[717] Galen, in his Commentary, makes the remark that he observed the same symptom in the plague which raged in his time.

[718] It will readily be understood that a colliquative diabetes would prove a very unfavorable complication of these complaints.

[719] By nocturnal fevers, according to Galen, was meant quotidians, which had their paroxysms during the night. Foës inclines to think that diurnal should also be inserted in this place. These nocturnal fevers are thus described by D. Monro: “The sick were restless and uneasy at night; but commonly felt themselves cooler and lighter in the daytime: and although they had no cold fit, as the fever came on at nights, and many of them no breathing sweat, as they became cooler and freer from the fever in the morning; yet the fits were so remarkable, that many of the patients used to say that they had a regular fit of an ague every night, and some few that they had the fit every second night.” (Army Diseases, etc., p. 158.)

[720] The account of the origin and progress of consumption here given is, upon the whole, wonderfully correct. Common experience seems to have decided that spring and autumn are the most fatal seasons to phthisical patients. Avicenna makes the remark, which is very important, and deserves to be kept in mind, that by phthisis, in this place, Hippocrates most probably meant hectic fever, connected with disease of the internal viscera, which had been in an inflamed state during the acute attack of the fever. (iii., 1, 3, 67.)

[721] I shall not enter into a discussion of the different readings of this interesting passage. I may mention that our great pathological authority on phthisis, Dr. Louis, agrees with Hippocrates in deciding that the lymphatic temperament constitutes a more or less marked predisposition to the development of phthisis. (p. 483.) Galen describes the phlegmatic temperament as being attended with a soft and slightly tumid skin. He attributes the disease in their case to a cacochymy, that is to say, to cachexia. I need scarcely remark that this opinion is strongly advocated by one of the highest authorities of the day, I mean Sir James Clark. See his treatise on Tubercular Phthisis. Galen gives a discussion on the color of the eyes, about which there is some difficulty, as the ancient terms which relate to colors are not very well defined. The term here used (χαροπὸς) may signify either blue or gray. Galen considers this color of the eyes as a symptom of a cold and humid temperament.

[722] There is an ambiguity in the part of the sentence which relates to women, as Galen states in his Commentary. Galen does not hesitate to declare that women are more subject to phthisis than men, an opinion upon which modern authorities are not at all agreed. See the recent publications of Louis and Clark on Phthisis.

[723] The last paragraph, and the latter clause of the preceding one, were at first attached to the end of the subsequent cases, and were transferred to their present position by Dioscorides the commentator a short time before Galen. They evidently embody a most distinct and admirable enumeration of the general facts with which the practical physician ought to make himself acquainted.

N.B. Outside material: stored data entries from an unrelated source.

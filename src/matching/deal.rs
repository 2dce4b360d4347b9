//! Deal matching by tracking domain or affiliate URL shape.

use serde::Serialize;
use strum_macros::Display;
use url::Url;

use crate::domain::domain_matches;
use crate::parse::ExtractedLink;
use crate::storage::models::DealInfo;

/// Which rule tied a link to a deal, strongest first.
#[derive(Debug, Clone, Copy, PartialEq, Eq, Display, Serialize)]
#[strum(serialize_all = "snake_case")]
#[serde(rename_all = "snake_case")]
pub enum DealMatchKind {
    /// Link host is the deal's tracking domain (or a subdomain of it)
    TrackingDomain,
    /// Link URL equals the affiliate link byte for byte
    ExactUrl,
    /// Equal ignoring case and trailing slashes
    NormalizedUrl,
    /// Same host and path, query string ignored
    HostAndPath,
}

/// An occupying deal recognized from a link.
#[derive(Debug, Clone)]
pub struct DealMatch<'a> {
    pub deal: &'a DealInfo,
    pub kind: DealMatchKind,
}

/// Finds the occupying deal a link belongs to.
///
/// Tracking domains are checked across all deals first, so a tracking-domain
/// hit always wins over a URL-shape match on another deal. Otherwise each deal
/// is tried in order against exact URL, normalized URL, then host and path.
pub fn match_deal<'a>(link: &ExtractedLink, deals: &'a [DealInfo]) -> Option<DealMatch<'a>> {
    for deal in deals {
        let Some(tracking_domain) = deal.tracking_domain.as_deref() else {
            continue;
        };
        if domain_matches(&link.domain, tracking_domain) {
            return Some(DealMatch {
                deal,
                kind: DealMatchKind::TrackingDomain,
            });
        }
    }

    let link_url = link.url.trim();
    let link_normalized = strip_for_compare(link_url);
    let link_parsed = Url::parse(link_url).ok();

    for deal in deals {
        let affiliate_link = deal.affiliate_link.trim();
        let kind = if link_url == affiliate_link {
            DealMatchKind::ExactUrl
        } else if link_normalized == strip_for_compare(affiliate_link) {
            DealMatchKind::NormalizedUrl
        } else if link_parsed
            .as_ref()
            .is_some_and(|parsed| same_host_and_path(parsed, affiliate_link))
        {
            DealMatchKind::HostAndPath
        } else {
            continue;
        };
        return Some(DealMatch { deal, kind });
    }

    None
}

fn strip_for_compare(url: &str) -> String {
    url.trim_end_matches('/').to_lowercase()
}

fn same_host_and_path(link: &Url, affiliate_link: &str) -> bool {
    let Ok(recorded) = Url::parse(affiliate_link) else {
        return false;
    };
    match (link.host_str(), recorded.host_str()) {
        (Some(a), Some(b)) => a == b && link.path() == recorded.path(),
        _ => false,
    }
}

[724] We learn from the Commentary of Galen that some of the older critics supposed that the sixteen cases about to be related had been selected by Hippocrates in illustration of his doctrines, as laid down in the preceding description of what is generally entitled the Pestilential Season. Galen, however, does not incline to this opinion.

[725] This is an example of one of those protracted fevers of an intermittent type, which, as I have been informed by an intelligent physician who practiced for several years in the Ionian Islands, are so common in the climate of Greece. There is not much of any particular value in Galen’s Commentary on this case. He informs us that one of the older commentators absurdly maintained the opinion that the country of this patient was given because, according to Asclepiades, the inhabitants of Paros were most especially benefited by bleeding. But, as Galen says, this remark is particularly out of place here, since no mention of venesection occurs in the report. Galen, and after him Foës, have given very lengthy and elaborate disquisitions on the nature of oily urine. The result is, that it is an unfavorable, but not necessarily a fatal, character. It is minutely described by the later authorities on urology, namely, Theophilus and Actuarius. See also the Commentary on Paulus Ægineta, Book II., 14, Sydenham Society’s edition.

[726] This appears clearly to be a case of fever, complicated with, but not produced by parturition. Galen, however, seems to ascribe the fever and its fatal results to the retention of the lochial discharge. The characters of the urine, he properly remarks, are unfavorable, being copious, thin, and black. He also calls attention to the want of proper concoction in the sputa, to which he attributes the fatal relapse.